09. März 2010 | Branche

Kunststoffrohre für Tankstellen zugelassen

Leitfähige Kunststoffrohre dürfen als Alternative zu Stahlrohren jetzt auch in Deutschland eingesetzt werden.

Zukünftig darf Kungsörs Plast seine flexiblen Kraftstoffrohre auch in Deutschland vekaufen
Foto: Kungsör

Kungsör/Schweden (K) - Der schwedische Hersteller Kungsörs Plast AB, Kungsör, meldet, dass er aufgrund einer Zulassung durch deutsche Prüfstellen nun seine leitfähigen KPS Petrol Pipe System-Rohre für Tankstellen auch nach Deutschland liefern darf.
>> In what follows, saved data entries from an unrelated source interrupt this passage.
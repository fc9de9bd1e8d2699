// Copyright © 2025 Lukas Bower
// SPDX-License-Identifier: Apache-2.0
// Purpose: Defines the report-wire library and public module surface.
// Author: Lukas Bower
#![no_std]

//! Typed host report line representations shared across Petrel firmware and
//! host tooling.
//!
//! Every line on the host channel carries a one or two character type tag,
//! an optional payload name, and comma separated values, terminated by CRLF.
//! Transactions are bracketed by `BEGIN:` and `END:OK`/`END:ERROR`.

use core::fmt::{self, Display, UpperHex, Write};

/// Line terminator used on the host channel.
pub const EOL: &str = "\r\n";

/// Marker opening a response transaction.
pub const BEGIN_LINE: &str = "BEGIN:";

/// Marker closing a successful transaction.
pub const END_OK_LINE: &str = "END:OK";

/// Marker closing a failed transaction.
pub const END_ERROR_LINE: &str = "END:ERROR";

/// Severity of a free-form text line.
#[derive(Clone, Copy, Debug, PartialEq, Eq)]
pub enum TextLevel {
    /// `#:` informational text.
    Info,
    /// `W:` warning text.
    Warning,
    /// `E:` error text.
    Error,
}

impl TextLevel {
    /// Return the wire tag for this level.
    #[must_use]
    pub const fn tag(self) -> &'static str {
        match self {
            Self::Info => "#",
            Self::Warning => "W",
            Self::Error => "E",
        }
    }

    /// Parse a wire tag into a text level.
    #[must_use]
    pub fn from_tag(tag: &str) -> Option<Self> {
        match tag {
            "#" => Some(Self::Info),
            "W" => Some(Self::Warning),
            "E" => Some(Self::Error),
            _ => None,
        }
    }
}

/// Payload kind of a typed data line.
#[derive(Clone, Copy, Debug, PartialEq, Eq)]
pub enum DataKind {
    Bool,
    Str,
    StrArray,
    I8,
    U8,
    I16,
    U16,
    I32,
    U32,
    F64,
    Hex8,
    Hex16,
    Hex32,
}

/// All data kinds in canonical order.
pub const ALL_DATA_KINDS: [DataKind; 13] = [
    DataKind::Bool,
    DataKind::Str,
    DataKind::StrArray,
    DataKind::I8,
    DataKind::U8,
    DataKind::I16,
    DataKind::U16,
    DataKind::I32,
    DataKind::U32,
    DataKind::F64,
    DataKind::Hex8,
    DataKind::Hex16,
    DataKind::Hex32,
];

impl DataKind {
    /// Return the wire tag for this payload kind.
    #[must_use]
    pub const fn tag(self) -> &'static str {
        match self {
            Self::Bool => "B",
            Self::Str => "S",
            Self::StrArray => "SA",
            Self::I8 => "S8",
            Self::U8 => "U8",
            Self::I16 => "S16",
            Self::U16 => "U16",
            Self::I32 => "S32",
            Self::U32 => "U32",
            Self::F64 => "F",
            Self::Hex8 => "H8",
            Self::Hex16 => "H16",
            Self::Hex32 => "H32",
        }
    }

    /// Parse a wire tag into a payload kind.
    #[must_use]
    pub fn from_tag(tag: &str) -> Option<Self> {
        ALL_DATA_KINDS.iter().copied().find(|kind| kind.tag() == tag)
    }
}

/// Parsed host report line classification.
#[derive(Clone, Debug, PartialEq)]
pub enum ReportLine<'a> {
    /// Transaction open marker.
    Begin,
    /// Transaction close marker with outcome.
    End {
        /// Whether the command succeeded.
        ok: bool,
    },
    /// Free-form leveled text.
    Text {
        /// Severity of the line.
        level: TextLevel,
        /// Text payload.
        text: &'a str,
    },
    /// Debug line carrying its source location.
    Debug {
        /// Source file that emitted the line.
        file: &'a str,
        /// Source line number.
        line: u32,
        /// Function name.
        func: &'a str,
        /// Text payload.
        text: &'a str,
    },
    /// Typed named data payload.
    Data {
        /// Payload kind derived from the tag.
        kind: DataKind,
        /// Payload name.
        name: &'a str,
        /// Raw comma separated value text.
        values: &'a str,
    },
}

/// Whether a text payload still needs a line terminator appended.
fn needs_newline(text: &str) -> bool {
    !(text.ends_with('\n') || text.ends_with('\r'))
}

/// Render the transaction open marker.
pub fn render_begin<W: Write>(w: &mut W) -> fmt::Result {
    w.write_str(BEGIN_LINE)?;
    w.write_str(EOL)
}

/// Render the transaction close marker for the given outcome.
pub fn render_end<W: Write>(w: &mut W, ok: bool) -> fmt::Result {
    w.write_str(if ok { END_OK_LINE } else { END_ERROR_LINE })?;
    w.write_str(EOL)
}

/// Render a free-form text line at the given level.
///
/// The terminator is appended only when the text does not already end in a
/// newline, so callers may supply pre-terminated text verbatim.
pub fn render_text<W: Write>(w: &mut W, level: TextLevel, text: &str) -> fmt::Result {
    w.write_str(level.tag())?;
    w.write_char(':')?;
    w.write_str(text)?;
    if needs_newline(text) {
        w.write_str(EOL)?;
    }
    Ok(())
}

/// Render a debug line carrying the emitting source location.
pub fn render_debug<W: Write>(
    w: &mut W,
    file: &str,
    line: u32,
    func: &str,
    text: &str,
) -> fmt::Result {
    write!(w, "?:{file}:{line}:{func}:{text}")?;
    if needs_newline(text) {
        w.write_str(EOL)?;
    }
    Ok(())
}

/// Render a named boolean payload.
pub fn render_bool<W: Write>(w: &mut W, name: &str, value: bool) -> fmt::Result {
    write!(w, "B:{name}:{}{EOL}", if value { "true" } else { "false" })
}

/// Render a named string payload.
pub fn render_string<W: Write>(w: &mut W, name: &str, text: &str) -> fmt::Result {
    write!(w, "S:{name}:{text}")?;
    if needs_newline(text) {
        w.write_str(EOL)?;
    }
    Ok(())
}

/// Render a named string array payload.
pub fn render_str_array<W: Write>(w: &mut W, name: &str, values: &[&str]) -> fmt::Result {
    write!(w, "SA:{name}:")?;
    for (index, value) in values.iter().enumerate() {
        if index > 0 {
            w.write_char(',')?;
        }
        w.write_str(value)?;
    }
    w.write_str(EOL)
}

/// Comma separated display values behind a tag and name.
fn render_display_array<W: Write, T: Display>(
    w: &mut W,
    tag: &str,
    name: &str,
    values: &[T],
) -> fmt::Result {
    write!(w, "{tag}:{name}:")?;
    for (index, value) in values.iter().enumerate() {
        if index > 0 {
            w.write_char(',')?;
        }
        write!(w, "{value}")?;
    }
    w.write_str(EOL)
}

/// Render a named `i8` array payload.
pub fn render_i8s<W: Write>(w: &mut W, name: &str, values: &[i8]) -> fmt::Result {
    render_display_array(w, "S8", name, values)
}

/// Render a named `u8` array payload.
pub fn render_u8s<W: Write>(w: &mut W, name: &str, values: &[u8]) -> fmt::Result {
    render_display_array(w, "U8", name, values)
}

/// Render a named `i16` array payload.
pub fn render_i16s<W: Write>(w: &mut W, name: &str, values: &[i16]) -> fmt::Result {
    render_display_array(w, "S16", name, values)
}

/// Render a named `u16` array payload.
pub fn render_u16s<W: Write>(w: &mut W, name: &str, values: &[u16]) -> fmt::Result {
    render_display_array(w, "U16", name, values)
}

/// Render a named `i32` array payload.
pub fn render_i32s<W: Write>(w: &mut W, name: &str, values: &[i32]) -> fmt::Result {
    render_display_array(w, "S32", name, values)
}

/// Render a named `u32` array payload.
pub fn render_u32s<W: Write>(w: &mut W, name: &str, values: &[u32]) -> fmt::Result {
    render_display_array(w, "U32", name, values)
}

/// Render a named floating point array payload with six decimal places.
pub fn render_f64s<W: Write>(w: &mut W, name: &str, values: &[f64]) -> fmt::Result {
    write!(w, "F:{name}:")?;
    for (index, value) in values.iter().enumerate() {
        if index > 0 {
            w.write_char(',')?;
        }
        write!(w, "{value:.6}")?;
    }
    w.write_str(EOL)
}

/// Zero padded uppercase hex values behind a tag and name.
fn render_hex_array<W: Write, T: UpperHex>(
    w: &mut W,
    tag: &str,
    name: &str,
    width: usize,
    values: &[T],
) -> fmt::Result {
    write!(w, "{tag}:{name}:")?;
    for (index, value) in values.iter().enumerate() {
        if index > 0 {
            w.write_char(',')?;
        }
        write!(w, "{value:0width$X}")?;
    }
    w.write_str(EOL)
}

/// Render a named byte array as two-digit hex groups.
pub fn render_hex8<W: Write>(w: &mut W, name: &str, values: &[u8]) -> fmt::Result {
    render_hex_array(w, "H8", name, 2, values)
}

/// Render a named `u16` array as four-digit hex groups.
pub fn render_hex16<W: Write>(w: &mut W, name: &str, values: &[u16]) -> fmt::Result {
    render_hex_array(w, "H16", name, 4, values)
}

/// Render a named `u32` array as eight-digit hex groups.
pub fn render_hex32<W: Write>(w: &mut W, name: &str, values: &[u32]) -> fmt::Result {
    render_hex_array(w, "H32", name, 8, values)
}

/// Parse a received host line into its wire classification.
///
/// Trailing CR/LF is tolerated. Returns `None` for lines that do not follow
/// the report grammar.
#[must_use]
pub fn parse_report_line(line: &str) -> Option<ReportLine<'_>> {
    let line = line.trim_end_matches(['\r', '\n']);
    if line == BEGIN_LINE {
        return Some(ReportLine::Begin);
    }
    if line == END_OK_LINE {
        return Some(ReportLine::End { ok: true });
    }
    if line == END_ERROR_LINE {
        return Some(ReportLine::End { ok: false });
    }

    let (tag, rest) = line.split_once(':')?;
    if let Some(level) = TextLevel::from_tag(tag) {
        return Some(ReportLine::Text { level, text: rest });
    }
    if tag == "?" {
        let mut parts = rest.splitn(4, ':');
        let file = parts.next()?;
        let line_no = parts.next()?.parse().ok()?;
        let func = parts.next()?;
        let text = parts.next()?;
        return Some(ReportLine::Debug {
            file,
            line: line_no,
            func,
            text,
        });
    }
    let kind = DataKind::from_tag(tag)?;
    let (name, values) = rest.split_once(':')?;
    Some(ReportLine::Data { kind, name, values })
}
Deutschland sei in Europa hinsichtlich der Zulassung von Kraftstoffrohren und spezieller Permeations-Anforderungen im Gegensatz zu anderen Ländern sehr restriktiv. Ausschließlich Rohre, die keinerlei Permeation ermöglichen, seien erlaubt, so der Rohrhersteller. Dies habe bisher dazu geführt, dass nur Stahlrohre zugelassen waren. In umfangreichen Tests, die in Deutschland unter anderem von der LAWA (Bund/Länder-Arbeitsgemeinschaft Wasser) durchgeführt wurden, seien jetzt die Kunststoffrohre KPS zugelassen worden.

"Wir sind sehr stolz darauf, dass unsere Rohre die ersten ihrer Art sind, die die strengen deutschen Anforderungen an Sicherheit und Umweltschutz erfüllen. Sie sind das Ergebnis von Forschung und Entwicklung sowie einem fortschrittlichen Herstellungsverfahren. Wir freuen uns darauf den deutschen Markt mit einer wettbewerbsfähigen Alternative beliefern zu dürfen, die korrosionsfrei und elektrisch leitfähig ist und sich schnell und einfach installieren lässt", betont CEO Lars Selling, der sich auf den deutschen Markt freut, da dieser aufgrund der hohen Tankstellendichte einer der größten in Europa ist. Schon heute gebe es eine große Nachfrage nach den alternativen Rohren. KPS-Rohre sind aus drei Schichten aufgebaut, die miteinander chemisch verbunden sind. Als Materialien kommen PE und EVOH sowie ein leitfähiges Material zum Einsatz.